A China exigiu hoje que os Estados Unidos libertem imediatamente o Presidente da Venezuela, Nicolás Maduro, e sua esposa, após a detenção do líder venezuelano em Nova Iorque, resultado de uma operação militar norte-americana no sábado.
Em comunicado oficial, o **Ministério dos Negócios Estrangeiros da China expressou “grave preocupação” pela captura de Maduro e classificou a ação dos EUA como uma violação flagrante do direito internacional, da soberania venezuelana e dos princípios da Carta das Nações Unidas. O governo chinês pediu que Washington garanta a segurança pessoal do casal e que pouse esforços para derrubar o governo legítimo da Venezuela.

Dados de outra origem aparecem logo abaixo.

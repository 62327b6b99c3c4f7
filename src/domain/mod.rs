// ==========================================
// HMS Manager - domain layer
// ==========================================

pub mod action_log;
pub mod competency;
pub mod handbook;
pub mod risk_assessment;
pub mod sja;
pub mod types;
pub mod weather;

pub use action_log::{ActionLog, ActionType};
pub use competency::{Competency, Employee};
pub use handbook::{Handbook, Section, SectionVersion};
pub use risk_assessment::{AssessmentSummary, Hazard, Measure, RiskAssessment};
pub use sja::{SjaHazard, SjaRecord};
pub use weather::{DailyForecastSummary, ForecastContext, ForecastSample, StoredWeatherSnapshot};
// ==========================================
// Dashboard API tests
// ==========================================
// Overview counts assembled across the aggregates.
// ==========================================


use chrono::NaiveDate;
use hms_manager::api::{
    CompetencyInput, EmployeeInput, HazardInput, MeasureInput, SjaInput,
};
use hms_manager::domain::types::{MeasureStatus, SjaStatus};
use test_helpers::create_test_state;

fn d(y: i32, m: u32, day: u32) -> NaiveDate {
    NaiveDate::from_ymd_opt(y, m, day).unwrap()
}

#[test]
fn test_overview_counts() {
    let (_tmp, state) = create_test_state(Vec::new()).unwrap();
    let today = d(2026, 8, 1);

    // One high-risk hazard with one open measure.
    let assessment = state
        .risk_api
        .create_assessment("Risikovurdering kran", None, "kari")
        .unwrap();
    let hazard = state
        .risk_api
        .save_hazard(
            HazardInput {
                hazard_id: None,
                assessment_id: assessment.assessment_id.clone(),
                description: "Hengende last".to_string(),
                probability: 4,
                severity: 5,
                existing_controls: None,
            },
            "kari",
        )
        .unwrap();
    state
        .risk_api
        .save_measure(
            MeasureInput {
                measure_id: None,
                hazard_id: hazard.hazard_id.clone(),
                description: "Avsperring".to_string(),
                responsible: None,
                due_date: None,
                status: MeasureStatus::Planned,
            },
            "kari",
        )
        .unwrap();

    // One SJA waiting for approval.
    let sja = state
        .sja_api
        .create_sja(
            SjaInput {
                title: "Kranløft".to_string(),
                work_description: String::new(),
                location: None,
                latitude: None,
                longitude: None,
                planned_date: None,
            },
            "kari",
        )
        .unwrap();
    state
        .sja_api
        .transition_status(&sja.sja_id, SjaStatus::AwaitingApproval, "kari")
        .unwrap();

    // One expired and one expiring competency.
    let employee = state
        .competency_api
        .save_employee(
            EmployeeInput {
                employee_id: None,
                name: "Ola Hansen".to_string(),
                email: None,
                role: None,
                active: true,
            },
            "admin",
        )
        .unwrap();
    for (title, expiry) in [
        ("Førstehjelpskurs", d(2026, 6, 1)),
        ("Kranførerbevis", d(2026, 9, 1)),
    ] {
        state
            .competency_api
            .save_competency(
                CompetencyInput {
                    competency_id: None,
                    employee_id: employee.employee_id.clone(),
                    title: title.to_string(),
                    category: None,
                    issued_date: None,
                    expiry_date: Some(expiry),
                    certificate_ref: None,
                },
                "admin",
            )
            .unwrap();
    }

    let overview = state.dashboard_api.get_overview(today).unwrap();

    assert_eq!(overview.open_measure_count, 1);
    assert_eq!(overview.high_risk_hazard_count, 1);
    assert_eq!(overview.sja_awaiting_approval_count, 1);
    assert_eq!(overview.expired_competency_count, 1);
    assert_eq!(overview.expiring_competency_count, 1);

    // The feed saw every mutation above.
    assert!(!overview.recent_actions.is_empty());
}

#[test]
fn test_overview_on_empty_database() {
    let (_tmp, state) = create_test_state(Vec::new()).unwrap();

    let overview = state.dashboard_api.get_overview(d(2026, 8, 1)).unwrap();
    assert_eq!(overview.open_measure_count, 0);
    assert_eq!(overview.high_risk_hazard_count, 0);
    assert_eq!(overview.sja_awaiting_approval_count, 0);
    assert_eq!(overview.expired_competency_count, 0);
    assert_eq!(overview.expiring_competency_count, 0);
    assert!(overview.recent_actions.is_empty());
}
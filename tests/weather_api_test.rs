// ==========================================
// Weather API tests
// ==========================================
// Window truncation, empty upstream handling and coordinate validation,
// all against the stubbed provider.
// ==========================================


use hms_manager::api::ApiError;
use hms_manager::config::config_keys;
use test_helpers::{create_test_state, sample};

#[tokio::test]
async fn test_window_truncation_defaults_to_three_days() {
    // Five distinct days from the provider; the widget shows three.
    let samples = vec![
        sample((2026, 8, 10), 12, 15.0, 3.0),
        sample((2026, 8, 11), 12, 14.0, 3.0),
        sample((2026, 8, 12), 12, 13.0, 3.0),
        sample((2026, 8, 13), 12, 12.0, 3.0),
        sample((2026, 8, 14), 12, 11.0, 3.0),
    ];
    let (_tmp, state) = create_test_state(samples).unwrap();

    let days = state.weather_api.get_daily_forecast(59.91, 10.75).await.unwrap();
    assert_eq!(days.len(), 3);
    // The earliest days survive the truncation.
    assert_eq!(days[0].date.to_string(), "2026-08-10");
    assert_eq!(days[2].date.to_string(), "2026-08-12");
}

#[tokio::test]
async fn test_window_is_configurable() {
    let samples = vec![
        sample((2026, 8, 10), 12, 15.0, 3.0),
        sample((2026, 8, 11), 12, 14.0, 3.0),
        sample((2026, 8, 12), 12, 13.0, 3.0),
    ];
    let (_tmp, state) = create_test_state(samples).unwrap();

    state
        .config
        .set_config_value(config_keys::FORECAST_WINDOW_DAYS, "1")
        .unwrap();

    let days = state.weather_api.get_daily_forecast(59.91, 10.75).await.unwrap();
    assert_eq!(days.len(), 1);
}

#[tokio::test]
async fn test_empty_upstream_is_empty_list() {
    let (_tmp, state) = create_test_state(Vec::new()).unwrap();

    let days = state.weather_api.get_daily_forecast(59.91, 10.75).await.unwrap();
    assert!(days.is_empty());
}

#[tokio::test]
async fn test_multi_position_fetch() {
    let samples = vec![sample((2026, 8, 10), 12, 15.0, 3.0)];
    let (_tmp, state) = create_test_state(samples).unwrap();

    let forecasts = state
        .weather_api
        .get_daily_forecasts(&[(59.91, 10.75), (60.39, 5.32)])
        .await
        .unwrap();

    assert_eq!(forecasts.len(), 2);
    assert_eq!(forecasts[0].len(), 1);
    assert_eq!(forecasts[1].len(), 1);
}

#[tokio::test]
async fn test_invalid_coordinates_rejected_before_fetch() {
    let (_tmp, state) = create_test_state(Vec::new()).unwrap();

    let result = state.weather_api.get_daily_forecast(120.0, 10.75).await;
    assert!(matches!(result, Err(ApiError::InvalidInput(_))));
}
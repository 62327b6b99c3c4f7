// ==========================================
// HMS Manager - demo data seeder
// ==========================================
// Seeds a database with a small handbook, one risk assessment, one SJA
// and a handful of employees/competencies. Intended for local demos and
// manual testing.
//
// Usage: seed_demo_data [db_path]
// ==========================================

use chrono::NaiveDate;
use hms_manager::api::{
    CompetencyInput, EmployeeInput, HazardInput, MeasureInput, SectionInput, SjaHazardInput,
    SjaInput,
};
use hms_manager::app::{get_default_db_path, AppState};
use hms_manager::domain::types::MeasureStatus;

const ACTOR: &str = "seed";

fn main() {
    hms_manager::logging::init();

    let db_path = std::env::args()
        .nth(1)
        .unwrap_or_else(get_default_db_path);
    tracing::info!("seeding demo data into {}", db_path);

    let state = AppState::new(db_path).expect("unable to initialize AppState");

    seed(&state).expect("seeding failed");
    tracing::info!("demo data seeded");
}

fn seed(state: &AppState) -> Result<(), Box<dyn std::error::Error>> {
    // ===== handbook =====
    let handbook = state.handbook_api.ensure_handbook(
        "hms-handbok",
        "HMS-håndbok",
        Some("Helse, miljø og sikkerhet"),
    )?;

    let routines = state.handbook_api.create_section(
        SectionInput {
            handbook_id: handbook.handbook_id.clone(),
            parent_section_id: None,
            title: "Rutiner".to_string(),
            body: "Overordnede HMS-rutiner.".to_string(),
            sort_order: 1,
        },
        ACTOR,
    )?;
    state.handbook_api.create_section(
        SectionInput {
            handbook_id: handbook.handbook_id.clone(),
            parent_section_id: Some(routines.section_id.clone()),
            title: "Verneutstyr".to_string(),
            body: "Hjelm og vernesko er påbudt på hele anlegget.".to_string(),
            sort_order: 1,
        },
        ACTOR,
    )?;
    let fire = state.handbook_api.create_section(
        SectionInput {
            handbook_id: handbook.handbook_id.clone(),
            parent_section_id: Some(routines.section_id.clone()),
            title: "Brannvern".to_string(),
            body: "Rømningsveier skal holdes frie.".to_string(),
            sort_order: 2,
        },
        ACTOR,
    )?;
    state.handbook_api.publish_section(&fire.section_id, ACTOR)?;

    // ===== risk assessment =====
    let assessment =
        state
            .risk_api
            .create_assessment("Risikovurdering verksted", Some("Verksted"), ACTOR)?;
    let hazard = state.risk_api.save_hazard(
        HazardInput {
            hazard_id: None,
            assessment_id: assessment.assessment_id.clone(),
            description: "Fall fra stillas".to_string(),
            probability: 3,
            severity: 4,
            existing_controls: Some("Rekkverk montert".to_string()),
        },
        ACTOR,
    )?;
    state.risk_api.save_measure(
        MeasureInput {
            measure_id: None,
            hazard_id: hazard.hazard_id.clone(),
            description: "Montere fallsikringsnett".to_string(),
            responsible: Some("Kari Nordmann".to_string()),
            due_date: NaiveDate::from_ymd_opt(2026, 9, 15),
            status: MeasureStatus::Planned,
        },
        ACTOR,
    )?;

    // ===== SJA =====
    let sja = state.sja_api.create_sja(
        SjaInput {
            title: "Kranløft ved kai".to_string(),
            work_description: "Løft av betongelementer".to_string(),
            location: Some("Kai 3, Oslo".to_string()),
            latitude: Some(59.9050),
            longitude: Some(10.7527),
            planned_date: NaiveDate::from_ymd_opt(2026, 8, 20),
        },
        ACTOR,
    )?;
    state.sja_api.save_hazard(
        SjaHazardInput {
            sja_hazard_id: None,
            sja_id: sja.sja_id.clone(),
            description: "Hengende last over personell".to_string(),
            probability: 2,
            severity: 5,
            mitigation: Some("Sperre av området under løftet".to_string()),
        },
        ACTOR,
    )?;

    // ===== employees / competencies =====
    let employee = state.competency_api.save_employee(
        EmployeeInput {
            employee_id: None,
            name: "Ola Hansen".to_string(),
            email: Some("ola.hansen@example.com".to_string()),
            role: Some("Kranfører".to_string()),
            active: true,
        },
        ACTOR,
    )?;
    state.competency_api.save_competency(
        CompetencyInput {
            competency_id: None,
            employee_id: employee.employee_id.clone(),
            title: "Kranførerbevis G4".to_string(),
            category: Some("Sertifikat".to_string()),
            issued_date: NaiveDate::from_ymd_opt(2024, 3, 1),
            expiry_date: NaiveDate::from_ymd_opt(2026, 10, 1),
            certificate_ref: Some("G4-2024-0117".to_string()),
        },
        ACTOR,
    )?;

    Ok(())
}
// ==========================================
// HMS Manager - handbook domain model
// ==========================================
// The HMS handbook is a tree of sections. Published content is kept as
// immutable section versions so older revisions stay readable.
// ==========================================

use chrono::NaiveDateTime;
use serde::{Deserialize, Serialize};

// ==========================================
// Handbook
// ==========================================
#[derive(Debug, Clone, Serialize, Deserialize)]
pub struct Handbook {
    pub handbook_id: String,
    pub title: String,
    pub description: Option<String>,
    pub revision: i32,
    pub updated_at: NaiveDateTime,
}

// ==========================================
// Section - one node in the handbook tree
// ==========================================
#[derive(Debug, Clone, Serialize, Deserialize)]
pub struct Section {
    pub section_id: String,
    pub handbook_id: String,
    pub parent_section_id: Option<String>,
    pub title: String,
    pub body: String,
    pub sort_order: i32,
    pub updated_at: NaiveDateTime,

    /// Child sections, ordered by sort_order.
    #[serde(default)]
    pub subsections: Vec<Section>,
}

impl Section {
    /// Find a section by id in this subtree (self included).
    pub fn find_section(&self, section_id: &str) -> Option<&Section> {
        if self.section_id == section_id {
            return Some(self);
        }
        for child in &self.subsections {
            if let Some(found) = child.find_section(section_id) {
                return Some(found);
            }
        }
        None
    }

    /// Depth-first flattening of this subtree (self first).
    pub fn flatten(&self) -> Vec<&Section> {
        let mut out = vec![self];
        for child in &self.subsections {
            out.extend(child.flatten());
        }
        out
    }

    /// Total number of sections in this subtree (self included).
    pub fn count(&self) -> usize {
        1 + self.subsections.iter().map(Section::count).sum::<usize>()
    }
}

// ==========================================
// SectionVersion - published snapshot
// ==========================================
// Immutable once written; version_no is monotonically increasing per
// section.
#[derive(Debug, Clone, Serialize, Deserialize)]
pub struct SectionVersion {
    pub version_id: String,
    pub section_id: String,
    pub version_no: i32,
    pub title: String,
    pub body: String,
    pub published_by: String,
    pub published_at: NaiveDateTime,
}

#[cfg(test)]
mod tests {
    use super::*;
    use chrono::NaiveDate;

    fn section(id: &str, children: Vec<Section>) -> Section {
        Section {
            section_id: id.to_string(),
            handbook_id: "H1".to_string(),
            parent_section_id: None,
            title: format!("Section {}", id),
            body: String::new(),
            sort_order: 0,
            updated_at: NaiveDate::from_ymd_opt(2026, 1, 1)
                .unwrap()
                .and_hms_opt(8, 0, 0)
                .unwrap(),
            subsections: children,
        }
    }

    #[test]
    fn test_find_section_nested() {
        let tree = section("a", vec![section("b", vec![section("c", vec![])]), section("d", vec![])]);

        assert!(tree.find_section("a").is_some());
        assert_eq!(tree.find_section("c").unwrap().section_id, "c");
        assert!(tree.find_section("x").is_none());
    }

    #[test]
    fn test_flatten_is_depth_first() {
        let tree = section("a", vec![section("b", vec![section("c", vec![])]), section("d", vec![])]);

        let ids: Vec<&str> = tree.flatten().iter().map(|s| s.section_id.as_str()).collect();
        assert_eq!(ids, vec!["a", "b", "c", "d"]);
        assert_eq!(tree.count(), 4);
    }
}
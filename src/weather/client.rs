// ==========================================
// HMS Manager - forecast HTTP client
// ==========================================
// Fetches the locationforecast compact endpoint and normalizes the
// response into ForecastSample rows. The provider trait is the seam the
// API layer and the tests mock.
// ==========================================

use crate::domain::weather::ForecastSample;
use crate::weather::dto::LocationForecastResponse;
use async_trait::async_trait;
use thiserror::Error;
use tracing::debug;

/// The upstream requires an identifying User-Agent; anonymous requests are
/// rejected.
pub const DEFAULT_USER_AGENT: &str = "hms-manager/0.1 hms-manager@example.com";

/// Default API root.
pub const DEFAULT_BASE_URL: &str = "https://api.met.no/weatherapi";

// ==========================================
// Errors
// ==========================================
#[derive(Error, Debug)]
pub enum WeatherError {
    #[error("invalid coordinates: lat={lat}, lon={lon}")]
    InvalidCoordinates { lat: f64, lon: f64 },

    #[error("forecast request failed: {0}")]
    Http(#[from] reqwest::Error),

    #[error("forecast upstream returned status {0}")]
    UpstreamStatus(u16),
}

/// Result alias
pub type WeatherResult<T> = Result<T, WeatherError>;

// ==========================================
// ForecastProvider - fetch seam
// ==========================================
#[async_trait]
pub trait ForecastProvider: Send + Sync {
    /// Fetch the hourly/6-hourly samples for a position.
    async fn fetch_samples(&self, lat: f64, lon: f64) -> WeatherResult<Vec<ForecastSample>>;
}

// ==========================================
// ForecastClient
// ==========================================
pub struct ForecastClient {
    http: reqwest::Client,
    base_url: String,
    user_agent: String,
}

impl ForecastClient {
    pub fn new() -> Self {
        Self::with_base_url(DEFAULT_BASE_URL)
    }

    /// Client against an alternative root (test servers, proxies).
    pub fn with_base_url(base_url: &str) -> Self {
        Self {
            http: reqwest::Client::new(),
            base_url: base_url.trim_end_matches('/').to_string(),
            user_agent: DEFAULT_USER_AGENT.to_string(),
        }
    }

    pub fn with_user_agent(mut self, user_agent: &str) -> Self {
        self.user_agent = user_agent.to_string();
        self
    }

    fn check_coordinates(lat: f64, lon: f64) -> WeatherResult<()> {
        if !(-90.0..=90.0).contains(&lat) || !(-180.0..=180.0).contains(&lon) {
            return Err(WeatherError::InvalidCoordinates { lat, lon });
        }
        Ok(())
    }
}

impl Default for ForecastClient {
    fn default() -> Self {
        Self::new()
    }
}

#[async_trait]
impl ForecastProvider for ForecastClient {
    async fn fetch_samples(&self, lat: f64, lon: f64) -> WeatherResult<Vec<ForecastSample>> {
        Self::check_coordinates(lat, lon)?;

        let url = format!(
            "{}/locationforecast/2.0/compact?lat={:.4}&lon={:.4}",
            self.base_url, lat, lon
        );
        debug!(url = %url, "fetching forecast");

        let response = self
            .http
            .get(&url)
            .header(reqwest::header::USER_AGENT, &self.user_agent)
            .send()
            .await?;

        let status = response.status();
        if !status.is_success() {
            return Err(WeatherError::UpstreamStatus(status.as_u16()));
        }

        let decoded: LocationForecastResponse = response.json().await?;
        let samples = decoded.into_samples();
        debug!(sample_count = samples.len(), "forecast fetched");

        Ok(samples)
    }
}

#[cfg(test)]
mod tests {
    use super::*;

    #[test]
    fn test_coordinate_validation() {
        assert!(ForecastClient::check_coordinates(59.91, 10.75).is_ok());
        assert!(ForecastClient::check_coordinates(91.0, 10.0).is_err());
        assert!(ForecastClient::check_coordinates(59.0, -181.0).is_err());
    }

    #[test]
    fn test_base_url_trailing_slash_trimmed() {
        let client = ForecastClient::with_base_url("http://localhost:9999/");
        assert_eq!(client.base_url, "http://localhost:9999");
    }
}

Pequim também instou os Estados Unidos a resolver a atual crise através do diálogo e da negociação, e não por meio da força ou coerção — uma posição que reflete a tradicional postura chinesa contra a intervenção militar em assuntos internos de outros países.
A exigência de libertação ocorre em meio a um episódio que escalará tensões diplomáticas entre as duas potências e desencadeou reações mistas na comunidade internacional, com líderes mundiais debatendo legalidade, soberania e as implicações geopolíticas da ação americana na América Latina.